As Plan International is a strong advocate for the prioritisation of education in emergency contexts, we particularly welcome ECHO’s commitment to increase funding for Education in Emergencies (EiE) to 10% of the total 2019 budget (as compared to 1% in 2015), as well as the adoption of the first EU policy framework on EiE. We look forward to working with ECHO going forward to ensure that an adequate proportion goes to girls’ education. While the EU will be passing the lead to Canada on the Call to Action Initiative against Gender-Based Violence (GBV), Plan International appreciates Commissioner Stylianides’ statement confirming the EU’s continued support to international efforts to end GBV in emergencies. During the conference, ECHO clearly underlined its willingness to strengthen relationships with its partners in the next FPA through various partnership modalities – including multi-partner grants for more genuine consortia and programmatic partnerships to allow for greater flexibility and longer-term strategic planning. For the sake of transparency and accountability, the ECHO Director-General, Ms. Monique Pariat, announced that requirements for robust internal systems for codes of conduct and anti-fraud control mechanisms would be a strengthened feature in the next FPA.

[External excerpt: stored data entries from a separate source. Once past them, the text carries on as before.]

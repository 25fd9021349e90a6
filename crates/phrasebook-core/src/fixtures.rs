use phrasebook_types::{PhraseCategory, PhraseEntry};

use crate::index::PhraseIndex;

pub(crate) fn entry(
    id: &str,
    zh: &str,
    ko: &str,
    romanization: &str,
    category: PhraseCategory,
) -> PhraseEntry {
    PhraseEntry {
        id: id.to_string(),
        primary_text: zh.to_string(),
        secondary_text: ko.to_string(),
        secondary_pronunciation: romanization.to_string(),
        category,
    }
}

/// Small catalog covering every category, in catalog order
pub(crate) fn sample_entries() -> Vec<PhraseEntry> {
    use PhraseCategory::*;

    vec![
        entry("greeting_01", "你好", "안녕하세요", "annyeonghaseyo", Greeting),
        entry("greeting_02", "谢谢", "감사합니다", "gamsahamnida", Greeting),
        entry("greeting_03", "你好吗？", "잘 지내세요?", "jal jinaeseyo?", Greeting),
        entry("shopping_01", "多少钱？", "얼마예요?", "eolmayeyo?", Shopping),
        entry("shopping_02", "太贵了", "너무 비싸요", "neomu bissayo", Shopping),
        entry("restaurant_01", "请问这个多少钱？", "이거 얼마예요?", "igeo eolmayeyo?", Restaurant),
        entry("emergency_01", "救命！", "살려주세요!", "", Emergency),
        entry(
            "transportation_01",
            "地铁站在哪里？",
            "지하철역 어디예요?",
            "jihacheollyeok eodiyeyo?",
            Transportation,
        ),
        entry("accommodation_01", "我要办理入住", "체크인할게요", "chekeuinhalgeyo", Accommodation),
    ]
}

pub(crate) fn sample_index() -> PhraseIndex {
    PhraseIndex::build(sample_entries())
}
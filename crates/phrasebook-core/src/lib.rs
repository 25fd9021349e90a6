pub mod cache;
pub mod error;
pub mod history;
pub mod index;
pub mod language;
pub mod matcher;
pub mod preprocess;
pub mod router;
pub mod similarity;

pub use error::RouteError;
pub use index::PhraseIndex;
pub use router::TranslationRouter;

#[cfg(test)]
pub(crate) mod fixtures;
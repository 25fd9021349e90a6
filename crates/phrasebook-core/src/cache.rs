use std::collections::HashMap;
use std::sync::{Mutex, MutexGuard, PoisonError};
use std::time::{Duration, Instant};

use phrasebook_types::Language;

use crate::preprocess::{DefaultPreprocessor, Preprocessor};

pub const DEFAULT_TTL: Duration = Duration::from_secs(3600);

#[derive(Debug, Clone, PartialEq, Eq, Hash)]
struct CacheKey {
    text: String,
    source: Language,
    target: Language,
}

impl CacheKey {
    fn new(text: &str, source: Language, target: Language) -> Self {
        Self {
            text: DefaultPreprocessor.process(text),
            source,
            target,
        }
    }
}

#[derive(Debug, Clone)]
struct CacheEntry {
    translated_text: String,
    created_at: Instant,
}

#[derive(Debug, Clone, PartialEq, Eq)]
pub struct CacheStats {
    pub size: usize,
    /// `"{text}_{src}_{dst}"` per live entry, sorted
    pub keys: Vec<String>,
}

/// Remote translations keyed by normalized text and language pair.
///
/// Entries older than the TTL are never served. Expiry is lazy: every lookup
/// purges whatever has gone stale.
#[derive(Debug)]
pub struct TranslationCache {
    entries: Mutex<HashMap<CacheKey, CacheEntry>>,
    ttl: Duration,
}

impl Default for TranslationCache {
    fn default() -> Self {
        Self::new(DEFAULT_TTL)
    }
}

impl TranslationCache {
    pub fn new(ttl: Duration) -> Self {
        Self {
            entries: Mutex::new(HashMap::new()),
            ttl,
        }
    }

    pub fn ttl(&self) -> Duration {
        self.ttl
    }

    fn lock(&self) -> MutexGuard<'_, HashMap<CacheKey, CacheEntry>> {
        // The map stays consistent even if a holder panicked
        self.entries.lock().unwrap_or_else(PoisonError::into_inner)
    }

    fn is_fresh(&self, entry: &CacheEntry, now: Instant) -> bool {
        now.saturating_duration_since(entry.created_at) <= self.ttl
    }

    fn purge_at(&self, map: &mut HashMap<CacheKey, CacheEntry>, now: Instant) -> usize {
        let before = map.len();
        map.retain(|_, entry| self.is_fresh(entry, now));
        before - map.len()
    }

    pub fn get(&self, text: &str, source: Language, target: Language) -> Option<String> {
        self.get_at(text, source, target, Instant::now())
    }

    fn get_at(&self, text: &str, source: Language, target: Language, now: Instant) -> Option<String> {
        let key = CacheKey::new(text, source, target);
        let mut map = self.lock();

        let purged = self.purge_at(&mut map, now);
        if purged > 0 {
            tracing::debug!("Purged {} expired cache entries", purged);
        }

        map.get(&key).map(|entry| entry.translated_text.clone())
    }

    pub fn put(&self, text: &str, source: Language, target: Language, translated: &str) {
        self.put_at(text, source, target, translated, Instant::now());
    }

    fn put_at(
        &self,
        text: &str,
        source: Language,
        target: Language,
        translated: &str,
        now: Instant,
    ) {
        let key = CacheKey::new(text, source, target);
        self.lock().insert(
            key,
            CacheEntry {
                translated_text: translated.to_string(),
                created_at: now,
            },
        );
    }

    /// Drop stale entries, returning how many were removed
    pub fn purge_expired(&self) -> usize {
        self.purge_expired_at(Instant::now())
    }

    fn purge_expired_at(&self, now: Instant) -> usize {
        let mut map = self.lock();
        self.purge_at(&mut map, now)
    }

    pub fn clear(&self) {
        self.lock().clear();
    }

    pub fn len(&self) -> usize {
        self.lock().len()
    }

    pub fn is_empty(&self) -> bool {
        self.lock().is_empty()
    }

    pub fn stats(&self) -> CacheStats {
        let mut map = self.lock();
        self.purge_at(&mut map, Instant::now());

        let mut keys: Vec<String> = map
            .keys()
            .map(|k| format!("{}_{}_{}", k.text, k.source, k.target))
            .collect();
        keys.sort();

        CacheStats {
            size: map.len(),
            keys,
        }
    }
}
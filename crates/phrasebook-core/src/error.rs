use phrasebook_translator::TranslateError;

#[derive(Debug, Clone, PartialEq, Eq, thiserror::Error)]
pub enum RouteError {
    #[error("Invalid input: {0}")]
    InvalidInput(String),

    #[error("Translation cancelled")]
    Cancelled,

    #[error("{0}, check your network connection or try again later")]
    Remote(#[source] TranslateError),
}

impl RouteError {
    /// Provider error behind a failed remote translation
    pub fn remote_error(&self) -> Option<&TranslateError> {
        match self {
            RouteError::Remote(e) => Some(e),
            _ => None,
        }
    }
}

impl From<TranslateError> for RouteError {
    fn from(e: TranslateError) -> Self {
        match e {
            TranslateError::InvalidInput(msg) => RouteError::InvalidInput(msg),
            other => RouteError::Remote(other),
        }
    }
}
pub mod catalog;
pub mod loader;
pub mod romanizer;
pub mod translator;

pub use catalog::{CatalogError, PhraseCatalog};
pub use loader::CatalogLoader;
pub use romanizer::HangulRomanizer;
pub use translator::DeepSeekTranslator;
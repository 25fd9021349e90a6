use serde::{Deserialize, Serialize};

use crate::env_parse;

fn default_offline_threshold() -> f64 {
    0.8
}

fn default_fallback_threshold() -> f64 {
    0.6
}

fn default_suggestion_limit() -> usize {
    5
}

#[derive(Debug, Clone, Serialize, Deserialize)]
#[serde(default)]
pub struct MatcherConfig {
    /// Minimum score for an offline phrase to answer a request
    #[serde(default = "default_offline_threshold")]
    pub offline_threshold: f64,
    /// Threshold used for the last offline attempt after the provider failed
    #[serde(default = "default_fallback_threshold")]
    pub fallback_threshold: f64,
    #[serde(default = "default_suggestion_limit")]
    pub suggestion_limit: usize,
}

impl Default for MatcherConfig {
    fn default() -> Self {
        Self {
            offline_threshold: default_offline_threshold(),
            fallback_threshold: default_fallback_threshold(),
            suggestion_limit: default_suggestion_limit(),
        }
    }
}

impl MatcherConfig {
    pub fn new() -> Self {
        let mut config = Self::default();
        config.apply_env();
        config
    }

    pub fn apply_env(&mut self) {
        if let Some(threshold) = env_parse("OFFLINE_MATCH_THRESHOLD") {
            self.offline_threshold = threshold;
        }
        if let Some(threshold) = env_parse("FALLBACK_MATCH_THRESHOLD") {
            self.fallback_threshold = threshold;
        }
    }
}
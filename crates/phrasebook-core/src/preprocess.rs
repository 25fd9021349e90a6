use unicode_normalization::UnicodeNormalization;

pub trait Preprocessor {
    // Default key normalization shared by cache lookups
    fn process(&self, text: &str) -> String {
        let text = text.trim();

        if text.is_empty() {
            return String::new();
        }

        // Unicode normalization (NFKC)
        let text: String = text.nfkc().collect();

        text.replace(['\n', '\r'], "").trim().to_string()
    }
}

pub struct DefaultPreprocessor;
impl Preprocessor for DefaultPreprocessor {}
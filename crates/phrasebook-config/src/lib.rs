use std::env;
use std::path::Path;
use std::str::FromStr;

use serde::{Deserialize, Serialize};

use self::cache::CacheConfig;
use self::history::HistoryConfig;
use self::matcher::MatcherConfig;
use self::translator::TranslatorConfig;

pub mod cache;
pub mod history;
pub mod matcher;
pub mod translator;

#[derive(Debug, thiserror::Error)]
pub enum ConfigError {
    #[error("Failed to read config file: {0}")]
    Io(#[from] std::io::Error),

    #[error("Invalid config file: {0}")]
    Parse(#[from] serde_json::Error),

    #[error("Translation API key is not configured (set DEEPSEEK_API_KEY)")]
    MissingApiKey,

    #[error("Translation API key is malformed (expected an sk- prefix)")]
    InvalidApiKey,
}

fn default_log_format() -> String {
    "fmt".to_string()
}

#[derive(Debug, Clone, Serialize, Deserialize)]
#[serde(default)]
pub struct Config {
    pub matcher: MatcherConfig,
    pub cache: CacheConfig,
    pub translator: TranslatorConfig,
    pub history: HistoryConfig,

    /// Extra catalog files merged over the embedded one
    pub catalog_paths: Vec<String>,
    /// "fmt" or "json"
    #[serde(default = "default_log_format")]
    pub log_format: String,
}

impl Default for Config {
    fn default() -> Self {
        Self {
            matcher: MatcherConfig::default(),
            cache: CacheConfig::default(),
            translator: TranslatorConfig::default(),
            history: HistoryConfig::default(),
            catalog_paths: Vec::new(),
            log_format: default_log_format(),
        }
    }
}

impl Config {
    /// Defaults with environment overrides applied
    pub fn new() -> Self {
        let mut config = Self::default();
        config.apply_env();
        config
    }

    /// Load a JSON config file, then apply environment overrides on top
    pub fn load(path: &Path) -> Result<Self, ConfigError> {
        let content = std::fs::read_to_string(path)?;
        let mut config: Config = serde_json::from_str(&content)?;
        config.apply_env();
        Ok(config)
    }

    pub fn apply_env(&mut self) {
        self.matcher.apply_env();
        self.cache.apply_env();
        self.translator.apply_env();
        self.history.apply_env();

        if let Ok(format) = env::var("LOG_FORMAT") {
            self.log_format = format;
        }
    }

    pub fn json_logs(&self) -> bool {
        self.log_format.eq_ignore_ascii_case("json")
    }
}

/// Parse an environment variable, ignoring unset or unparsable values
pub(crate) fn env_parse<T: FromStr>(key: &str) -> Option<T> {
    env::var(key).ok().and_then(|v| v.trim().parse().ok())
}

While the Conference provided a space for open debate between ECHO and its partners, and demonstrated the strengthened coordination between EU donors, Plan International has a number of recommendations which would support and strengthen its partnership with ECHO. We recognise that the triple nexus approach may increase the effectiveness of interventions as it allows for a holistic response to complex contemporary crises where humanitarian and political emergencies are often interlinked. Nevertheless, it is essential that an integrated response respects the principled approach of humanitarian aid and ensures effective and complementary coordination while avoiding any blurring of lines between the humanitarian, development and peacebuilding mandates. As answers provided by ECHO at the conference on the nexus and localisation were too vague, we strongly encourage the EU to develop operational guidelines on the triple nexus in close consultation with a wide range of partners. Secondly, while we believe that multi-partner grants and programmatic partnerships could support the implementation of the triple nexus and allow for more sustainable and quality interventions, we would advocate for the development of practical guidelines as well as for greater transparency from ECHO on consortia conditions. However, it will be essential that the programme based approach option does not present a funding barrier to smaller FPA holders. Therefore, we would like to draw ECHO’s attention to the much-valued principle of diversity among partners. Thirdly, although Plan International strongly supports the EU commitment to increase funding for EiE, we believe it is important that ECHO be more transparent about its funding allocations. Plan International would appreciate ECHO providing greater information at the end of the fiscal year on how earmarked funds for Gender-Based Violence in Emergencies (GBViE) and EiE funds were dispersed.
Finally, Plan International strongly supports Ms. Pariat’s call for a thorough cultural change to prevent and respond to any abuses of power, which the humanitarian community must first embrace within our own organisational structures if we are to adopt such an approach in our international operations.